While walking the floor at the TECHXNY 2001 trade show (formerly PC Expo) last week, I noticed several interesting technology trends. The most important trend is the increasing convergence of computer technology, consumer products, and home integration—everyone wants to play in this convergence space. Almost every major vendor on the exhibition floor was showing a home-entertainment-related product, and often the product seemed far from the scope of the company's usual activities. We expect vendors such as Sony to be leaders in computer and home-entertainment technology integration, but mainstream computer-technology vendors such as Hewlett-Packard are also entering this convergence space. HP exhibited a prototype of its living room home-entertainment unit, which takes the company completely out of its usual domain and into the world of consumer-entertainment hardware.
The other trend I noticed is the popularity of the convergence device. For non-computer-literate users, these devices offer the convenience of not needing a computer to perform tasks that we typically associate with a PC. The largest manufacturer of devices in this class is, not surprisingly, Sony. An example of this kind of product is Sony's digital camera picture printer line. These products take the memory storage out of your camera and can print a 4 x 6 photo image that looks like it came from your local film developer. Sony offers several of these products that do everything from printing the image and displaying it on your TV to storing the image on a built-in CD-RW. You can't do much photo editing with these devices (some vendors, such as Iomega, offer the ability to crop photos with their non-PC devices), so if you want to clean up your pictures or enhance them in any way, you still need a PC. But for the snapshot junkie, these devices offer a quick photo display and print solution.
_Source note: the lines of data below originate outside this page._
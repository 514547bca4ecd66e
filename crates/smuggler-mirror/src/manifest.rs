//! `metadata.json`: the install-ordered manifest for archive-style output.

use crate::error::{MirrorError, Result};
use crate::util::write_file;
use serde::{Deserialize, Serialize};
use smuggler_core::Package;
use std::path::Path;

/// One manifest row.
#[derive(Debug, Clone, PartialEq, Eq, Serialize, Deserialize)]
pub struct ManifestEntry {
    /// Package name.
    pub name: String,
    /// Version string.
    pub version: String,
    /// Architecture in the family spelling.
    pub arch: String,
    /// Download size in bytes.
    pub size: u64,
    /// Family filename the package was stored under.
    pub filename: String,
}

impl From<&Package> for ManifestEntry {
    fn from(pkg: &Package) -> Self {
        Self {
            name: pkg.name.clone(),
            version: pkg.full_version(),
            arch: pkg.architecture.to_string(),
            size: pkg.size,
            filename: pkg.filename(),
        }
    }
}

/// Write `metadata.json` preserving the given (install) order.
pub fn write_manifest(packages: &[Package], out_dir: &Path) -> Result<()> {
    let entries: Vec<ManifestEntry> = packages.iter().map(ManifestEntry::from).collect();
    let json =
        serde_json::to_vec_pretty(&entries).map_err(|e| MirrorError::Xml(e.to_string()))?;
    write_file(&out_dir.join("metadata.json"), &json)
}

/// Read a manifest back.
pub fn read_manifest(path: &Path) -> Result<Vec<ManifestEntry>> {
    let data = std::fs::read(path).map_err(|e| MirrorError::io(path, e))?;
    serde_json::from_slice(&data).map_err(|e| MirrorError::Xml(e.to_string()))
}

#[cfg(test)]
mod tests {
    use super::*;
    use smuggler_test_utils::PackageBuilder;

    #[test]
    fn manifest_preserves_order() {
        let packages = vec![
            PackageBuilder::rpm("zlib", "1.2.11", "40.el9").build(),
            PackageBuilder::rpm("curl", "8.0.1", "1.el9").build(),
        ];
        let dir = tempfile::tempdir().unwrap();
        write_manifest(&packages, dir.path()).unwrap();

        let entries = read_manifest(&dir.path().join("metadata.json")).unwrap();
        // install order is the caller's order, not alphabetical
        assert_eq!(entries[0].name, "zlib");
        assert_eq!(entries[1].name, "curl");
        assert_eq!(entries[1].filename, "curl-8.0.1-1.el9.x86_64.rpm");
        assert_eq!(entries[0].version, "1.2.11-40.el9");
    }
}
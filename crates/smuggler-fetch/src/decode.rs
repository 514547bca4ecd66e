//! Post-processors for compressed and archived metadata payloads.

use crate::error::{FetchError, Result};
use flate2::read::{GzDecoder, MultiGzDecoder};
use std::io::Read;

/// Decompress a gzip payload.
pub fn gunzip(data: &[u8]) -> Result<Vec<u8>> {
    let mut decoder = GzDecoder::new(data);
    let mut out = Vec::with_capacity(data.len() * 4);
    decoder
        .read_to_end(&mut out)
        .map_err(|e| FetchError::Decode(format!("gzip: {e}")))?;
    Ok(out)
}

/// Extract a single regular-file member from a tar archive.
///
/// Zero blocks between entries are skipped: APK containers concatenate tar
/// segments, and the signature segment may or may not carry end-of-archive
/// markers.
pub fn untar_member(data: &[u8], member: &str) -> Result<Vec<u8>> {
    let mut archive = tar::Archive::new(data);
    archive.set_ignore_zeros(true);
    for entry in archive
        .entries()
        .map_err(|e| FetchError::Decode(format!("tar: {e}")))?
    {
        let mut entry = entry.map_err(|e| FetchError::Decode(format!("tar: {e}")))?;
        if entry.header().entry_type() != tar::EntryType::Regular {
            continue;
        }
        let path = entry
            .path()
            .map_err(|e| FetchError::Decode(format!("tar: {e}")))?;
        if path.to_str() == Some(member) {
            let mut out = Vec::new();
            entry
                .read_to_end(&mut out)
                .map_err(|e| FetchError::Decode(format!("tar: {e}")))?;
            return Ok(out);
        }
    }
    Err(FetchError::Decode(format!(
        "tar member '{member}' not found"
    )))
}

/// Gunzip then extract a tar member; the shape of `APKINDEX.tar.gz`.
///
/// The container is a sequence of gzip streams (detached signature first,
/// index second), so a multi-stream decoder runs over the whole payload
/// before the member search.
pub fn gunzip_untar_member(data: &[u8], member: &str) -> Result<Vec<u8>> {
    let mut decoder = MultiGzDecoder::new(data);
    let mut out = Vec::with_capacity(data.len() * 4);
    decoder
        .read_to_end(&mut out)
        .map_err(|e| FetchError::Decode(format!("gzip: {e}")))?;
    untar_member(&out, member)
}
impl Dependency {
    /// An unconstrained hard requirement on a capability.
    #[must_use]
    pub fn on(name: impl Into<String>) -> Self {
        Self {
            name: name.into(),
            version: None,
            op: None,
            kind: DepKind::Requires,
        }
    }

    /// A version-constrained hard requirement.
    #[must_use]
    pub fn constrained(name: impl Into<String>, op: DepOperator, version: impl Into<String>) -> Self {
        Self {
            name: name.into(),
            version: Some(version.into()),
            op: Some(op),
            kind: DepKind::Requires,
        }
    }

    /// Same edge with a different kind.
    #[must_use]
    pub fn with_kind(mut self, kind: DepKind) -> Self {
        self.kind = kind;
        self
    }

    /// Whether this edge is skipped unless the caller opted in.
    #[must_use]
    pub const fn is_optional(&self) -> bool {
        matches!(self.kind, DepKind::Suggests)
    }
}

impl fmt::Display for Dependency {
    fn fmt(&self, f: &mut fmt::Formatter<'_>) -> fmt::Result {
        match (&self.op, &self.version) {
            (Some(op), Some(v)) => write!(f, "{} {} {}", self.name, op, v),
            _ => f.write_str(&self.name),
        }
    }
}

/// The identity tuple of a package.
#[derive(Debug, Clone, PartialEq, Eq, Hash, Serialize, Deserialize)]
pub struct PackageIdentity {
    /// Package name.
    pub name: String,
    /// Version string.
    pub version: String,
    /// Release (RPM), absent for APT/APK.
    pub release: Option<String>,
    /// Epoch, absent means 0.
    pub epoch: Option<u64>,
    /// Architecture.
    pub architecture: Architecture,
}

impl fmt::Display for PackageIdentity {
    fn fmt(&self, f: &mut fmt::Formatter<'_>) -> fmt::Result {
        if let Some(epoch) = self.epoch {
            if epoch != 0 {
                write!(f, "{}-{}:{}", self.name, epoch, self.version)?;
            } else {
                write!(f, "{}-{}", self.name, self.version)?;
            }
        } else {
            write!(f, "{}-{}", self.name, self.version)?;
        }
        if let Some(release) = &self.release {
            write!(f, "-{release}")?;
        }
        write!(f, ".{}", self.architecture)
    }
}

/// A package as parsed from repository metadata.
///
/// Created by a parser, never mutated afterwards. The resolver and
/// downloader hold clones or references; they do not write back.
#[derive(Debug, Clone, PartialEq, Serialize, Deserialize)]
pub struct Package {
    /// Package name.
    pub name: String,
    /// Version string (upstream version for RPM, full version for APT/APK).
    pub version: String,
    /// RPM release, absent for APT/APK.
    pub release: Option<String>,
    /// Epoch; absent means 0.
    pub epoch: Option<u64>,
    /// Architecture.
    pub architecture: Architecture,
    /// Family whose parser produced this package.
    pub family: PackageFamily,
    /// Download size in bytes.
    pub size: u64,
    /// Installed size in bytes, when the metadata declares it.
    pub installed_size: Option<u64>,
    /// Declared checksum of the package file.
    pub checksum: Checksum,
    /// Repo-relative download path.
    pub location: String,
    /// Id of the repository this package came from.
    pub repo_id: String,
    /// Outgoing dependency edges.
    pub dependencies: Vec<Dependency>,
    /// Capabilities this package advertises (beyond its own name).
    pub provides: Vec<String>,
    /// Packages this one conflicts with.
    pub conflicts: Vec<String>,
    /// Packages this one obsoletes (RPM).
    pub obsoletes: Vec<String>,
    /// One-line description.
    pub description: Option<String>,
    /// License string.
    pub license: Option<String>,
}

impl Package {
    /// The identity tuple.
    #[must_use]
    pub fn identity(&self) -> PackageIdentity {
        PackageIdentity {
            name: self.name.clone(),
            version: self.version.clone(),
            release: self.release.clone(),
            epoch: self.epoch,
            architecture: self.architecture,
        }
    }

    /// Full version string in the family's comparison grammar
    /// (`[epoch:]version[-release]`).
    #[must_use]
    pub fn full_version(&self) -> String {
        let mut s = String::new();
        if let Some(epoch) = self.epoch {
            if epoch != 0 {
                s.push_str(&epoch.to_string());
                s.push(':');
            }
        }
        s.push_str(&self.version);
        if let Some(release) = &self.release {
            s.push('-');
            s.push_str(release);
        }
        s
    }

    /// `(version, release)` pair used for conflict detection.
    #[must_use]
    pub fn version_release(&self) -> (String, Option<String>) {
        (self.version.clone(), self.release.clone())
    }

    /// Whether this package advertises the given capability, either as its
    /// own name or through `provides`.
    #[must_use]
    pub fn has_capability(&self, capability: &str) -> bool {
        self.name == capability
            || self
                .provides
                .iter()
                .any(|p| p == capability || capability_base(p) == capability)
    }

    /// On-disk filename under the family's convention.
    #[must_use]
    pub fn filename(&self) -> String {
        self.family.filename(self)
    }
}

impl fmt::Display for Package {
    fn fmt(&self, f: &mut fmt::Formatter<'_>) -> fmt::Result {
        write!(f, "{}", self.identity())
    }
}

/// Strip a version or parenthesised suffix from a capability string:
/// `libfoo.so.1()(64bit)` becomes `libfoo.so.1`, `so:libssl.so.3=3` becomes
/// `so:libssl.so.3`.
#[must_use]
pub fn capability_base(capability: &str) -> &str {
    let end = capability
        .find(['(', '='])
        .unwrap_or(capability.len());
    capability[..end].trim_end()
}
At first glance, convergence devices seem like a good idea for the nontechnical user, but in the long run, these devices will probably just present another class of problems. After buying a bunch of these gizmos, users will realize they can get more value by connecting them—either to each other, to a PC, or to the Internet. I don't think this class of device will go away; I just believe that eventually vendors will realize they need to build in some form of connectivity (e.g., 1394 Serial Bus, USB, Ethernet) to every home electronics gizmo. It doesn't make sense, either from a usage or economic perspective, for users to buy a lot of devices with overlapping capabilities. And a connected home that lets these various consumer devices connect with each other and share their capabilities is where we want to go.